* MATERIAL FOR THIS EXERCISE *
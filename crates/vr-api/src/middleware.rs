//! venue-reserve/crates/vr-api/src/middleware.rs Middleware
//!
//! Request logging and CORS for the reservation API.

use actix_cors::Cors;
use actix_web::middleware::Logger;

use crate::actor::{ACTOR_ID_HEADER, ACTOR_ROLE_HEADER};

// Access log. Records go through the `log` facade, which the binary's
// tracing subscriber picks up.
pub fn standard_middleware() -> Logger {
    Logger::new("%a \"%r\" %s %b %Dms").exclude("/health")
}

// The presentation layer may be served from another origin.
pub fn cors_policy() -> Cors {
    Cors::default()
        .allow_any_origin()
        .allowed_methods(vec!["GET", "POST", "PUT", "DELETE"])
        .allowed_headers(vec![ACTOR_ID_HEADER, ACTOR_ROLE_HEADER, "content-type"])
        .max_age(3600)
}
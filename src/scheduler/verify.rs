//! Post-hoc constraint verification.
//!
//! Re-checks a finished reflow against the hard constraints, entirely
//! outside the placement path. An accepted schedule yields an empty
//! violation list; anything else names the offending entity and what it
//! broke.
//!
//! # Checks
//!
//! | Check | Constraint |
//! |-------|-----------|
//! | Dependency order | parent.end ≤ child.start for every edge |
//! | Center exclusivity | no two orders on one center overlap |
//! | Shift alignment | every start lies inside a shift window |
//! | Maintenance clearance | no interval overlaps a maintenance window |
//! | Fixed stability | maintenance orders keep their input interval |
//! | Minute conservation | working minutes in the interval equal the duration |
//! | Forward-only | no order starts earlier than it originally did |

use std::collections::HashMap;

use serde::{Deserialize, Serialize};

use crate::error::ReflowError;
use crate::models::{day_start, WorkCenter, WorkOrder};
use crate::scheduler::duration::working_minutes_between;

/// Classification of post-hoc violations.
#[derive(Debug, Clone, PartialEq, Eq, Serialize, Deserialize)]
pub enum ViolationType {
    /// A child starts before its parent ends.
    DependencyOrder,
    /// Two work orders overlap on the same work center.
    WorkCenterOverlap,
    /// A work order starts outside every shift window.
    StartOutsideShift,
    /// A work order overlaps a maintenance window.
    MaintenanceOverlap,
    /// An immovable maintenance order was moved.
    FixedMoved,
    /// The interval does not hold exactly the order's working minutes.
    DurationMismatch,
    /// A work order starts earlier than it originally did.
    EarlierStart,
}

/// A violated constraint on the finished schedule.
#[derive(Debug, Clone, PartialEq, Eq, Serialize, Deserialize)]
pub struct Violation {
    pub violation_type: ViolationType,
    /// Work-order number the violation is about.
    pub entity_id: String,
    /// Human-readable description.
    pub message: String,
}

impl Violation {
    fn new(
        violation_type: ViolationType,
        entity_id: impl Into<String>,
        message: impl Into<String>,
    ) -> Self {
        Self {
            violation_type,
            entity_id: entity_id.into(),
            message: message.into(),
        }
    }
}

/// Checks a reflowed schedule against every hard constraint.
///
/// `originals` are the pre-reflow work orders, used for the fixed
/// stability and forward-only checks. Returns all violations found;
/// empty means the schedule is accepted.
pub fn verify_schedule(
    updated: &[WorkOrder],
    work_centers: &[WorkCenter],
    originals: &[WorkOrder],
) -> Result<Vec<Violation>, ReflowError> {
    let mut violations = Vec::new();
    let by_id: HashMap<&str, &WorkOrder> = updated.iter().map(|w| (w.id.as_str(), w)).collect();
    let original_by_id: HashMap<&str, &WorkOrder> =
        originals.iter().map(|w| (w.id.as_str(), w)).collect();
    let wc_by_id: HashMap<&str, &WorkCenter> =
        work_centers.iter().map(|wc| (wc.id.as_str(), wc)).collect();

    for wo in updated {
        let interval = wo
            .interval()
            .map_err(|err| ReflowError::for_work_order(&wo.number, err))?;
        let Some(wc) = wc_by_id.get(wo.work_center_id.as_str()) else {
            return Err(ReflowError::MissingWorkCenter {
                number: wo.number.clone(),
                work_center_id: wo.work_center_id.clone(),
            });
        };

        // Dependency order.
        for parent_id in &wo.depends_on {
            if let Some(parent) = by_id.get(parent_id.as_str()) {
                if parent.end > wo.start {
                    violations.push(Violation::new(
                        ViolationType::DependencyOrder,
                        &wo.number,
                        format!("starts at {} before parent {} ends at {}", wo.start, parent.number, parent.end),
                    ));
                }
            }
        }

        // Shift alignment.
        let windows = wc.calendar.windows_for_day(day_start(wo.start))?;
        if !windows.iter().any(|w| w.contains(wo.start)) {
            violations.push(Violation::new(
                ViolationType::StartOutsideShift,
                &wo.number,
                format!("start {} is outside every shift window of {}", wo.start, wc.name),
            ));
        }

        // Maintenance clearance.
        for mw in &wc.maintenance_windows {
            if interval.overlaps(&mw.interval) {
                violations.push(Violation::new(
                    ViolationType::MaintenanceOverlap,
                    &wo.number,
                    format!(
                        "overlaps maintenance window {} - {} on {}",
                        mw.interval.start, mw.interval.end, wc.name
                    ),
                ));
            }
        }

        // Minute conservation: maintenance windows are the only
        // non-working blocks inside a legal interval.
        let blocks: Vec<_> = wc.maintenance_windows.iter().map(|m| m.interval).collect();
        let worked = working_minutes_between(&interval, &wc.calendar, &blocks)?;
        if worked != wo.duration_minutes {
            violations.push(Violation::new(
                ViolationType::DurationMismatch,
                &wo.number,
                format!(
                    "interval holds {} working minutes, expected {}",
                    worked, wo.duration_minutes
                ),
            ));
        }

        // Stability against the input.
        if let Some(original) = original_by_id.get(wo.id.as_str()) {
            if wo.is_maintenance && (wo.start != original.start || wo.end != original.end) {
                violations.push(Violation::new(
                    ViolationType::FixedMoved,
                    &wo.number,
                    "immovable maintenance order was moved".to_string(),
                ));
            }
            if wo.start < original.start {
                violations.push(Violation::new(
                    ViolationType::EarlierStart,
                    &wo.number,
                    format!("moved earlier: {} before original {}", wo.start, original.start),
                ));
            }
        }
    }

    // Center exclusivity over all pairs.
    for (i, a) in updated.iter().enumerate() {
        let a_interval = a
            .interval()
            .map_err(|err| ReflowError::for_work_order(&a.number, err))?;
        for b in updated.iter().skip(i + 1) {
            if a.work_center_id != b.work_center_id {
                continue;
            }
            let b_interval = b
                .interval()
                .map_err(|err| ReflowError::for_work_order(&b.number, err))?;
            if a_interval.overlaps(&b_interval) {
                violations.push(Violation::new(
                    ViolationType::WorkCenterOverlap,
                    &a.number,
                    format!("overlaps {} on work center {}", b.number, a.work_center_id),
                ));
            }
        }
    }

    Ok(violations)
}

* WHAT YOU HAVE TO DO *
All that is needed is the opening run of the data, given again exactly: please include every line from the first through the line with "pub fn standard_middleware()", both ends kept.

* RESULT OF THE TASK *
filename crates/vr-api/src/middleware.rs
//! venue-reserve/crates/vr-api/src/middleware.rs Middleware
//!
//! Request logging and CORS for the reservation API.

use actix_cors::Cors;
use actix_web::middleware::Logger;

use crate::actor::{ACTOR_ID_HEADER, ACTOR_ROLE_HEADER};

// Access log. Records go through the `log` facade, which the binary's
// tracing subscriber picks up.
pub fn standard_middleware() -> Logger {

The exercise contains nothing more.